**WHAT IS BEING ASKED**
When a line in the entries contains the word "from", copy that line in full.

THE DATA Block Start

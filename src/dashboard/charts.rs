//! Chart generation and rendering for the dashboard.
//!
//! The dashboard has two ECharts visualizations:
//! - **Category chart**: a pie chart of the number of transactions per category
//! - **Volume chart**: a bar chart of the transaction volume per calendar month
//!
//! Each chart lives in a [ChartHandle] that is created once and updated with
//! [ChartHandle::redraw]. The browser side reuses the ECharts instance that
//! already exists for a container instead of creating a new one.

use charming::{
    Chart,
    component::{Axis, Grid, Legend, Title},
    element::{
        AxisLabel, AxisPointer, AxisPointerType, AxisType, Color, ItemStyle, JsFunction, Tooltip,
        Trigger,
    },
    series::{Pie, bar},
};
use maud::{Markup, PreEscaped, html};
use time::Month;

use crate::{
    dashboard::series::{category_series, month_label, monthly_series},
    transaction::{CategoryTag, Transaction},
};

/// The HTML element ID of the category chart.
pub(crate) const CATEGORY_CHART_ID: &str = "category-chart";
/// The HTML element ID of the monthly volume chart.
pub(crate) const VOLUME_CHART_ID: &str = "volume-chart";

const VOLUME_BAR_COLOR: &str = "#FFCC00";

/// The data a chart is drawn from.
#[derive(Debug, Clone, PartialEq)]
pub enum ChartSeries {
    Categories(Vec<(CategoryTag, usize)>),
    MonthlyVolume(Vec<(Month, u64)>),
}

/// An owned chart: its HTML container ID and current ECharts configuration.
#[derive(Debug, Clone)]
pub struct ChartHandle {
    /// The HTML element ID to use for the chart (kebab-case)
    id: &'static str,
    /// The ECharts configuration as a JSON string
    options: String,
}

impl ChartHandle {
    /// Create a chart that has nothing drawn yet.
    pub fn new(id: &'static str) -> Self {
        Self {
            id,
            options: String::from("{}"),
        }
    }

    pub fn id(&self) -> &'static str {
        self.id
    }

    pub fn options(&self) -> &str {
        &self.options
    }

    /// Replace the chart's configuration with one drawn from `series`.
    pub fn redraw(&mut self, series: &ChartSeries) {
        let chart = match series {
            ChartSeries::Categories(counts) => category_chart(counts),
            ChartSeries::MonthlyVolume(totals) => volume_chart(totals),
        };

        self.options = chart.to_string();
    }
}

/// The two charts shown on the dashboard.
#[derive(Debug, Clone)]
pub struct DashboardCharts {
    pub category: ChartHandle,
    pub volume: ChartHandle,
}

impl Default for DashboardCharts {
    fn default() -> Self {
        Self {
            category: ChartHandle::new(CATEGORY_CHART_ID),
            volume: ChartHandle::new(VOLUME_CHART_ID),
        }
    }
}

impl DashboardCharts {
    /// Redraw both charts from `transactions`.
    pub fn redraw(&mut self, transactions: &[Transaction]) {
        self.category
            .redraw(&ChartSeries::Categories(category_series(transactions)));
        self.volume
            .redraw(&ChartSeries::MonthlyVolume(monthly_series(transactions)));
    }

    pub fn handles(&self) -> [&ChartHandle; 2] {
        [&self.category, &self.volume]
    }
}

/// Renders the HTML containers for dashboard charts.
pub(crate) fn charts_view(charts: &DashboardCharts) -> Markup {
    html!(
        section
            id="charts"
            class="w-full mx-auto mb-4"
        {
            div class="grid grid-cols-1 xl:grid-cols-2 gap-4"
            {
                @for chart in charts.handles() {
                    div
                        id=(chart.id())
                        class="min-h-[380px] rounded dark:bg-gray-100"
                    {}
                }
            }
        }
    )
}

/// Generates the script that draws the charts into their containers.
///
/// The script is rendered inline after the containers so that it also runs
/// when htmx swaps in new dashboard content. An existing ECharts instance for
/// a container is updated in place.
pub(crate) fn charts_script(charts: &DashboardCharts) -> Markup {
    let script_content = charts
        .handles()
        .iter()
        .map(|chart| {
            format!(
                r#"(function() {{
                    const chartDom = document.getElementById("{}");
                    if (!chartDom || typeof echarts === "undefined") {{
                        return;
                    }}
                    let chart = echarts.getInstanceByDom(chartDom);
                    if (!chart) {{
                        chart = echarts.init(chartDom);
                        window.addEventListener('resize', () => chart.resize());

                        const darkModeMediaQuery = window.matchMedia('(prefers-color-scheme: dark)');
                        const updateTheme = () => {{
                            const isDarkMode = darkModeMediaQuery.matches;
                            chart.setTheme(isDarkMode ? 'dark' : 'default');
                        }}
                        darkModeMediaQuery.addEventListener('change', updateTheme);
                        updateTheme();
                    }}
                    chart.setOption({}, true);
                }})();"#,
                chart.id(),
                chart.options()
            )
        })
        .collect::<Vec<_>>()
        .join("\n");

    html!(
        script { (PreEscaped(script_content)) }
    )
}

fn category_chart(counts: &[(CategoryTag, usize)]) -> Chart {
    let colors: Vec<Color> = counts
        .iter()
        .map(|(category, _)| Color::from(category.color()))
        .collect();
    let data: Vec<(f64, &str)> = counts
        .iter()
        .map(|(category, count)| (*count as f64, category.label()))
        .collect();

    Chart::new()
        .title(Title::new().text("Transactions by Category").left("center"))
        .tooltip(
            Tooltip::new()
                .trigger(Trigger::Item)
                .formatter("{b}: {c} ({d}%)"),
        )
        .legend(Legend::new().bottom(0))
        .color(colors)
        .series(
            Pie::new()
                .name("Transactions")
                .radius(vec!["35%", "65%"])
                .data(data),
        )
}

fn volume_chart(totals: &[(Month, u64)]) -> Chart {
    let labels: Vec<String> = totals
        .iter()
        .map(|(month, _)| month_label(*month).to_owned())
        .collect();
    let values: Vec<f64> = totals.iter().map(|(_, amount)| *amount as f64).collect();

    Chart::new()
        .title(Title::new().text("Transaction Volume (RWF)"))
        .tooltip(rwf_tooltip())
        .grid(
            Grid::new()
                .left("3%")
                .right("4%")
                .bottom("3%")
                .contain_label(true),
        )
        .x_axis(Axis::new().type_(AxisType::Category).data(labels))
        .y_axis(
            Axis::new()
                .type_(AxisType::Value)
                .axis_label(AxisLabel::new().formatter(rwf_formatter())),
        )
        .series(
            bar::Bar::new()
                .name("Transaction Volume (RWF)")
                .item_style(ItemStyle::new().color(VOLUME_BAR_COLOR))
                .data(values),
        )
}

#[inline]
fn rwf_formatter() -> JsFunction {
    JsFunction::new_with_args(
        "number",
        "const formatter = new Intl.NumberFormat('en-US', { maximumFractionDigits: 0 });
            return (number) ? formatter.format(number) + ' RWF' : \"-\";",
    )
}

fn rwf_tooltip() -> Tooltip {
    Tooltip::new()
        .trigger(Trigger::Axis)
        .value_formatter(rwf_formatter())
        .axis_pointer(AxisPointer::new().type_(AxisPointerType::Shadow))
}

#[cfg(test)]
mod tests {
    use time::macros::date;

    use crate::{test_utils::dated_transaction, transaction::CategoryTag};

    use super::{
        CATEGORY_CHART_ID, ChartHandle, ChartSeries, DashboardCharts, VOLUME_CHART_ID,
        charts_script,
    };

    #[test]
    fn new_handle_has_empty_options() {
        let handle = ChartHandle::new("test-chart");

        assert_eq!(handle.id(), "test-chart");
        assert_eq!(handle.options(), "{}");
    }

    #[test]
    fn redraw_replaces_options() {
        let mut handle = ChartHandle::new(CATEGORY_CHART_ID);

        handle.redraw(&ChartSeries::Categories(vec![
            (CategoryTag::IncomingMoney, 3),
            (CategoryTag::Other, 1),
        ]));
        let first = handle.options().to_owned();
        handle.redraw(&ChartSeries::Categories(vec![(CategoryTag::BankDeposits, 7)]));

        assert!(first.contains("Incoming Money"));
        assert!(first.contains("#4CAF50"));
        assert!(handle.options().contains("Bank Deposits"));
        assert!(!handle.options().contains("Incoming Money"));
    }

    #[test]
    fn volume_chart_uses_brand_color_and_title() {
        let mut charts = DashboardCharts::default();

        charts.redraw(&[dated_transaction(
            "1",
            CategoryTag::Other,
            2500,
            date!(2024 - 03 - 01),
        )]);

        let options = charts.volume.options();
        assert!(options.contains("Transaction Volume (RWF)"));
        assert!(options.contains("#FFCC00"));
        assert!(options.contains("Mar"));
    }

    #[test]
    fn script_reuses_existing_instances() {
        let charts = DashboardCharts::default();

        let script = charts_script(&charts).into_string();

        assert!(script.contains("getInstanceByDom"));
        assert!(script.contains(CATEGORY_CHART_ID));
        assert!(script.contains(VOLUME_CHART_ID));
    }
}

THE DATA Block End

**ANSWER TO THIS PROBLEM**
/// The data a chart is drawn from.
            options: String::from("{}"),
    /// Replace the chart's configuration with one drawn from `series`.
    /// Redraw both charts from `transactions`.
        .map(|(category, _)| Color::from(category.color()))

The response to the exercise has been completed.